I reached out to a company randomly on twitter asking if they were hiring. They surprisingly responded right away letting me know that I can apply and they will reach out. Prior to me even submitting my resume the CTO reached out to me confirming their interest in speaking with me.
The coding challenge provided include a extremely long questionnaire which I complete after the Ruby Newbie group on Monday. There was a lot of info I was not sure of, mainly in the Front End section, which confirms I need to take a look at that. I did not get a chance to start the 5 problem sets until Tues and it took me an hour to complete the first. The problems are from the Project Euler set and as it says on the the site, once you solve one problem, it gives you a tool to solve the next problem set.
I honestly did not read that before I began and wish I did, because I indeed use tools or approaches from previous problems to solve the next, so if you are attempting, it is good to work in order.
I submitted my problem set to the CTO and am now waiting on the response from them.
Some useful things I learned was to use the Ruby Docs! I completed the first problem with limited Google but quickly found that next one required a lot of reading on Mathematical concepts, which I enjoyed. Not that you need to know a lot of math to program, these problems do require it. I ended up using Ruby magic to solve, which hope is not counted against me. For the Fibonacci theory, I was able to define how to create a Fibonacci number with a loop but for some reason got stuck on how to limit that number to max = 4_000_000. I prefer not to post the code for this in my blog but encourage you to try out problem #2 your self.

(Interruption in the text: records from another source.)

impl AppConfig {
    pub fn load(options: LoadOptions) -> Result<Self, ConfigError> {
        let mut config = Self::default();
        let maybe_path = resolve_config_path(options.config_path.as_deref());

        if let Some(path) = maybe_path {
            let patch = read_patch(&path)?;
            config.apply_patch(patch);
        } else if options.require_file {
            let expected =
                options.config_path.unwrap_or_else(|| PathBuf::from(DEFAULT_CONFIG_FILE));
            return Err(ConfigError::MissingConfigFile(expected));
        }

        config.apply_env_overrides()?;
        config.apply_overrides(options.overrides);
        config.validate()?;

        Ok(config)
    }

    fn apply_patch(&mut self, patch: ConfigPatch) {
        if let Some(database) = patch.database {
            if let Some(url) = database.url {
                self.database.url = url;
            }
            if let Some(max_connections) = database.max_connections {
                self.database.max_connections = max_connections;
            }
            if let Some(timeout_secs) = database.timeout_secs {
                self.database.timeout_secs = timeout_secs;
            }
        }

        if let Some(server) = patch.server {
            if let Some(bind_address) = server.bind_address {
                self.server.bind_address = bind_address;
            }
            if let Some(health_check_port) = server.health_check_port {
                self.server.health_check_port = health_check_port;
            }
            if let Some(graceful_shutdown_secs) = server.graceful_shutdown_secs {
                self.server.graceful_shutdown_secs = graceful_shutdown_secs;
            }
        }

        if let Some(logging) = patch.logging {
            if let Some(level) = logging.level {
                self.logging.level = level;
            }
            if let Some(format) = logging.format {
                self.logging.format = format;
            }
        }

        if let Some(proposals) = patch.proposals {
            if let Some(days) = proposals.default_expiry_days {
                self.proposals.default_expiry_days = days;
            }
            if let Some(currency) = proposals.default_currency {
                self.proposals.default_currency = currency;
            }
        }
    }

    fn apply_env_overrides(&mut self) -> Result<(), ConfigError> {
        if let Some(value) = read_env("ATELIER_DATABASE_URL") {
            self.database.url = value;
        }
        if let Some(value) = read_env("ATELIER_DATABASE_MAX_CONNECTIONS") {
            self.database.max_connections =
                parse_u32("ATELIER_DATABASE_MAX_CONNECTIONS", &value)?;
        }
        if let Some(value) = read_env("ATELIER_DATABASE_TIMEOUT_SECS") {
            self.database.timeout_secs = parse_u64("ATELIER_DATABASE_TIMEOUT_SECS", &value)?;
        }

        if let Some(value) = read_env("ATELIER_SERVER_BIND_ADDRESS") {
            self.server.bind_address = value;
        }
        if let Some(value) = read_env("ATELIER_SERVER_HEALTH_CHECK_PORT") {
            self.server.health_check_port =
                parse_u16("ATELIER_SERVER_HEALTH_CHECK_PORT", &value)?;
        }
        if let Some(value) = read_env("ATELIER_SERVER_GRACEFUL_SHUTDOWN_SECS") {
            self.server.graceful_shutdown_secs =
                parse_u64("ATELIER_SERVER_GRACEFUL_SHUTDOWN_SECS", &value)?;
        }

        let log_level =
            read_env("ATELIER_LOGGING_LEVEL").or_else(|| read_env("ATELIER_LOG_LEVEL"));
        if let Some(value) = log_level {
            self.logging.level = value;
        }
        let log_format =
            read_env("ATELIER_LOGGING_FORMAT").or_else(|| read_env("ATELIER_LOG_FORMAT"));
        if let Some(value) = log_format {
            self.logging.format = value.parse()?;
        }

        if let Some(value) = read_env("ATELIER_PROPOSALS_DEFAULT_EXPIRY_DAYS") {
            self.proposals.default_expiry_days =
                parse_u16("ATELIER_PROPOSALS_DEFAULT_EXPIRY_DAYS", &value)?;
        }
        if let Some(value) = read_env("ATELIER_PROPOSALS_DEFAULT_CURRENCY") {
            self.proposals.default_currency = value;
        }

        Ok(())
    }

    fn apply_overrides(&mut self, overrides: ConfigOverrides) {
        if let Some(database_url) = overrides.database_url {
            self.database.url = database_url;
        }
        if let Some(log_level) = overrides.log_level {
            self.logging.level = log_level;
        }
        if let Some(log_format) = overrides.log_format {
            self.logging.format = log_format;
        }
        if let Some(port) = overrides.health_check_port {
            self.server.health_check_port = port;
        }
        if let Some(days) = overrides.default_expiry_days {
            self.proposals.default_expiry_days = days;
        }
        if let Some(currency) = overrides.default_currency {
            self.proposals.default_currency = currency;
        }
    }

    pub fn validate(&self) -> Result<(), ConfigError> {
        validate_database(&self.database)?;
        validate_server(&self.server)?;
        validate_logging(&self.logging)?;
        validate_proposals(&self.proposals)?;
        Ok(())
    }
}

I also learning more things like what a stack overflow actually is? Which I got while trying to find the least common multiple for all numbers 1...20
If you don't get it in a couple hours you can check out my github which I have provided notation for what
Brian, nice work! just struggled through this problem myself. took a few hours but worked out. It's feels good to solve these without looking at other solutions just the occasional google search. I checked out your solution, amazing how there are so many ways to solve a single problem. Check out mine here if interested https://github.com/treiff
ReplyDeleteYeah, my mind was tired after completing these. I like solutions, and how simple your approach is. Thanks for sharing.